### Aim of the task
Go through the entries, filter for the word "struct", and copy every line that has it.

--- The records ---

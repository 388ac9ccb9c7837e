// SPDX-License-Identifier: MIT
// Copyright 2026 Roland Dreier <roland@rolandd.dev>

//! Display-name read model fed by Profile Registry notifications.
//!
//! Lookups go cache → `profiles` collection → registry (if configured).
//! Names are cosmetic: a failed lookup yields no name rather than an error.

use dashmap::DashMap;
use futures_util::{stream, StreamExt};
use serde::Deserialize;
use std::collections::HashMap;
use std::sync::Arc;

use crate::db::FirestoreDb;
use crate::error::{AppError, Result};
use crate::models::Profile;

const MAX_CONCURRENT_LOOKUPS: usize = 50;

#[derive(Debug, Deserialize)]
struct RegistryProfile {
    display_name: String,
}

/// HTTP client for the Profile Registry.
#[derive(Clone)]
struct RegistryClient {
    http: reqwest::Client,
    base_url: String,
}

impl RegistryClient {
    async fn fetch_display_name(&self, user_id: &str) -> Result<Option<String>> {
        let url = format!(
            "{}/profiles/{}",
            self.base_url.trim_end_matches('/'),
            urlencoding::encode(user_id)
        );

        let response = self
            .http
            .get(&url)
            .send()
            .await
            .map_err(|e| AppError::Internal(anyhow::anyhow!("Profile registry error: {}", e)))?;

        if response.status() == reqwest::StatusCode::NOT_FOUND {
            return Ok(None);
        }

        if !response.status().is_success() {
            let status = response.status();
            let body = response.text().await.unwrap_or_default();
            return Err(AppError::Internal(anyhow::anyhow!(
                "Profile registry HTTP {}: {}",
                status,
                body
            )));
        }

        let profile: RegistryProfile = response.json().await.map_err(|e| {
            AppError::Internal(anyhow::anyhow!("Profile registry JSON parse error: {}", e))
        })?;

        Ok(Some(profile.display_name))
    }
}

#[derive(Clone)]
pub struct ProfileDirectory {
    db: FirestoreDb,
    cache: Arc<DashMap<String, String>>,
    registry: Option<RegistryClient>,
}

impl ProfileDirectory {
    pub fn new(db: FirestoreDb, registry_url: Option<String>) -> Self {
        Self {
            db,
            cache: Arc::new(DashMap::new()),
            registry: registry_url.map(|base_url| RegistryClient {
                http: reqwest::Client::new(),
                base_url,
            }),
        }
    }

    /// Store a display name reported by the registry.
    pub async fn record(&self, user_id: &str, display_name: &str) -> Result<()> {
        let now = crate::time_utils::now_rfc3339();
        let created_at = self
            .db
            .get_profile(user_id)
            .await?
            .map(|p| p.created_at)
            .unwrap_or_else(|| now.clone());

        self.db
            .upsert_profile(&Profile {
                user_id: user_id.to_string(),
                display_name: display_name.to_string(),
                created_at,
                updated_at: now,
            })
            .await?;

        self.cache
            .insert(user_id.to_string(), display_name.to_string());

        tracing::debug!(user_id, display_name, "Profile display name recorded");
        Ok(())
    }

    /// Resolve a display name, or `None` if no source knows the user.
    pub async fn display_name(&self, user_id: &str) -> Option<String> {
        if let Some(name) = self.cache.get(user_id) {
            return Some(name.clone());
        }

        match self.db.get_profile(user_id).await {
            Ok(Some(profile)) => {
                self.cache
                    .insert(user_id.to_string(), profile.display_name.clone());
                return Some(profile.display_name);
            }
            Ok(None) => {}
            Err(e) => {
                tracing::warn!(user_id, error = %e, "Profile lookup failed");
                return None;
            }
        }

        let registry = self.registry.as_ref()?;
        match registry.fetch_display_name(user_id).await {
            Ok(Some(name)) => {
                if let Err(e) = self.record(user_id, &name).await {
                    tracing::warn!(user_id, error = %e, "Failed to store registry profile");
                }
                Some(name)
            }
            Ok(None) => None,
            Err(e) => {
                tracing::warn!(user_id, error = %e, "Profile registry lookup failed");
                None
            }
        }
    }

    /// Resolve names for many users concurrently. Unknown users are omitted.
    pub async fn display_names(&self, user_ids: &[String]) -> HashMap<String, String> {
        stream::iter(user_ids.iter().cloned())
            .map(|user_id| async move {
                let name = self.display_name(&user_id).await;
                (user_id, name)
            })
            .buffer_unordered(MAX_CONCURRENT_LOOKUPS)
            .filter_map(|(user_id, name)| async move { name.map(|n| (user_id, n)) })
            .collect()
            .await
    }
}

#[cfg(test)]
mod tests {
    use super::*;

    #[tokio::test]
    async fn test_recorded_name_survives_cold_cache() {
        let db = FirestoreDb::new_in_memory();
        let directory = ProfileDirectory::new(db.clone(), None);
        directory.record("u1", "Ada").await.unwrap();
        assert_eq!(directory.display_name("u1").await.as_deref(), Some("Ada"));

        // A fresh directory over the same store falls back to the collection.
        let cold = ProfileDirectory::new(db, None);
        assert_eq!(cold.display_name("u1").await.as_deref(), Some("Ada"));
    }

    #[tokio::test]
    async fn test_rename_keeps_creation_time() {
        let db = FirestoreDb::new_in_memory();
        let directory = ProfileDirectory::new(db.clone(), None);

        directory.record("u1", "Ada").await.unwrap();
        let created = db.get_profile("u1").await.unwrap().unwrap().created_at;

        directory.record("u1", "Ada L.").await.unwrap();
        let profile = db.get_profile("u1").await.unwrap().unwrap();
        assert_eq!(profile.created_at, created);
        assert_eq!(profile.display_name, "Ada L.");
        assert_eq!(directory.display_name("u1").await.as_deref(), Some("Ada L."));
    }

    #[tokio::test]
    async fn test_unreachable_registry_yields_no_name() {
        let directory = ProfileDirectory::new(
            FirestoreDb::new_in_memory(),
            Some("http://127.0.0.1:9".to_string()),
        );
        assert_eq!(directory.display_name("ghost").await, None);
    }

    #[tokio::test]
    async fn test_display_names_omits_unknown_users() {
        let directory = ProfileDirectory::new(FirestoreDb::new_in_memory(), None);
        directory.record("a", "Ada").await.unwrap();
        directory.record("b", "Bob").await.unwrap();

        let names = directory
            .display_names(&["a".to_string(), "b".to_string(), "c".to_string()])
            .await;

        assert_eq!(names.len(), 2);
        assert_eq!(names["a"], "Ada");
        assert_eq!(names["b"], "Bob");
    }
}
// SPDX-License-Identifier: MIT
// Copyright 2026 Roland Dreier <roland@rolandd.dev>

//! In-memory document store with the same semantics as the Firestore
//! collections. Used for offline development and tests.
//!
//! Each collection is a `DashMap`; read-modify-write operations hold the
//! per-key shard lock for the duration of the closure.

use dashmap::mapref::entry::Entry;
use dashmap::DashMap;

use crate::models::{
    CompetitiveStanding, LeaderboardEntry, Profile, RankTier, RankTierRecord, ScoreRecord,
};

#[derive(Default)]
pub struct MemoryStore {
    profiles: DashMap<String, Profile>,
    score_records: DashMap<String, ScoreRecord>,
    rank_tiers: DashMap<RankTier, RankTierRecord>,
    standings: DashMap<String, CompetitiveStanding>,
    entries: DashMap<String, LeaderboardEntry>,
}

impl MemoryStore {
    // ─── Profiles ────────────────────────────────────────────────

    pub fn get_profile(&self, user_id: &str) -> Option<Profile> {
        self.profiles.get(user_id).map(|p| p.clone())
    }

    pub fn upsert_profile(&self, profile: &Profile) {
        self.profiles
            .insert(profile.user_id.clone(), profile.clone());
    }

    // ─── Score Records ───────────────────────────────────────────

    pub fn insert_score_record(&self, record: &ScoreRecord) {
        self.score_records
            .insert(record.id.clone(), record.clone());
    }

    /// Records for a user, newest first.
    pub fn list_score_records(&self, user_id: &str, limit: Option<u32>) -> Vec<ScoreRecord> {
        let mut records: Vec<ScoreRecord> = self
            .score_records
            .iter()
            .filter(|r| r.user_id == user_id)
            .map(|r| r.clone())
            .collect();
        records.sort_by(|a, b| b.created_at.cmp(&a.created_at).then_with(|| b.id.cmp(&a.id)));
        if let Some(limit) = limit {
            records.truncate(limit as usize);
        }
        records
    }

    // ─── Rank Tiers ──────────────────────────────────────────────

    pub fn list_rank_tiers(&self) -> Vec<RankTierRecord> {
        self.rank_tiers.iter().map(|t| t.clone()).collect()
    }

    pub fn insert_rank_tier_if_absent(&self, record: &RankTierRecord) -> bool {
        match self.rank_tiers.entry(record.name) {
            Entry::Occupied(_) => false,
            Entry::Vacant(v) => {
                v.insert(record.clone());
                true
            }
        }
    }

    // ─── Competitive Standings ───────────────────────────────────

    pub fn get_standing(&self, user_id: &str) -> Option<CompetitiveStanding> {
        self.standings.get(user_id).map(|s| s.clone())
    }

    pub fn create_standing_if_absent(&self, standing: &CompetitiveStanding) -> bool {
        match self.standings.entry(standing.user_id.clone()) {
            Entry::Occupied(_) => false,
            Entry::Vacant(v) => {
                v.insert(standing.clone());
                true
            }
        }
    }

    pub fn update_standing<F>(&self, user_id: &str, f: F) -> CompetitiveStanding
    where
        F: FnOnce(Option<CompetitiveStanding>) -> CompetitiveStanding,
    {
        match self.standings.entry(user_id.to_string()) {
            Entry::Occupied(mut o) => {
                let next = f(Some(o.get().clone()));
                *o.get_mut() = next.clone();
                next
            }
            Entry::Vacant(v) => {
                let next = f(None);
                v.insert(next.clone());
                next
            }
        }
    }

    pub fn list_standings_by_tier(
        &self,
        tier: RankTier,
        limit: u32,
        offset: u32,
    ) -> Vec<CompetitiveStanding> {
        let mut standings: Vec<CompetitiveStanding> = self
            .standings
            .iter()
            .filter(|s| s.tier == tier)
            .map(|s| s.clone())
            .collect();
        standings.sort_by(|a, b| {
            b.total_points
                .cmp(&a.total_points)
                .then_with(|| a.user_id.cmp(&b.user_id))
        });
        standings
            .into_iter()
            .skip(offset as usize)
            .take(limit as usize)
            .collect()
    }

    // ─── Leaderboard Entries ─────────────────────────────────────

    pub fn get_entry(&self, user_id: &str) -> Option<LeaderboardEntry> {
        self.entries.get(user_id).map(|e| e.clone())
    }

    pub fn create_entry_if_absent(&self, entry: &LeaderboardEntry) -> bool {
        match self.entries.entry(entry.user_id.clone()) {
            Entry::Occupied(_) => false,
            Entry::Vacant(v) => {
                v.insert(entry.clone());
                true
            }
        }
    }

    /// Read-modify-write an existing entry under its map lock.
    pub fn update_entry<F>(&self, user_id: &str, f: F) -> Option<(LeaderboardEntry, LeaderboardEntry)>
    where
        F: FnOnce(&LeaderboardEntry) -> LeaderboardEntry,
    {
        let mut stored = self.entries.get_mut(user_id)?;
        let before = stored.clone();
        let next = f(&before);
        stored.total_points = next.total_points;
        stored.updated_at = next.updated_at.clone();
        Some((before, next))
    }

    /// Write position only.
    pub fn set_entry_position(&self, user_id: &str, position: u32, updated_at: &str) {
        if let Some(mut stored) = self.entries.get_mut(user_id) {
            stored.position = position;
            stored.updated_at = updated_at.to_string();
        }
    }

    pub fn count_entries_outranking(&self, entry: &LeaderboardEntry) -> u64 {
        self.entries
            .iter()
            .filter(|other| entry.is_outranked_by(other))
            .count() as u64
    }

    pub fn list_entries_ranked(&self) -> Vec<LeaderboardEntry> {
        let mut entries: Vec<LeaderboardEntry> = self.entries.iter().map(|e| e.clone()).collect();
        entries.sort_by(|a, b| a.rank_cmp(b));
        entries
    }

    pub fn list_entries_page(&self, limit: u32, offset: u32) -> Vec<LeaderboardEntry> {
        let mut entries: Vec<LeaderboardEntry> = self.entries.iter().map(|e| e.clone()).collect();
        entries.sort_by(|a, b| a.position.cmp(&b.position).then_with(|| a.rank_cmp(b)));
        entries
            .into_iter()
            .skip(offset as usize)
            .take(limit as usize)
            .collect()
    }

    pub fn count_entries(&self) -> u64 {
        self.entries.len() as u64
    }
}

---

### Result of this task
struct RegistryProfile {
struct RegistryClient {
pub struct ProfileDirectory {
pub struct MemoryStore {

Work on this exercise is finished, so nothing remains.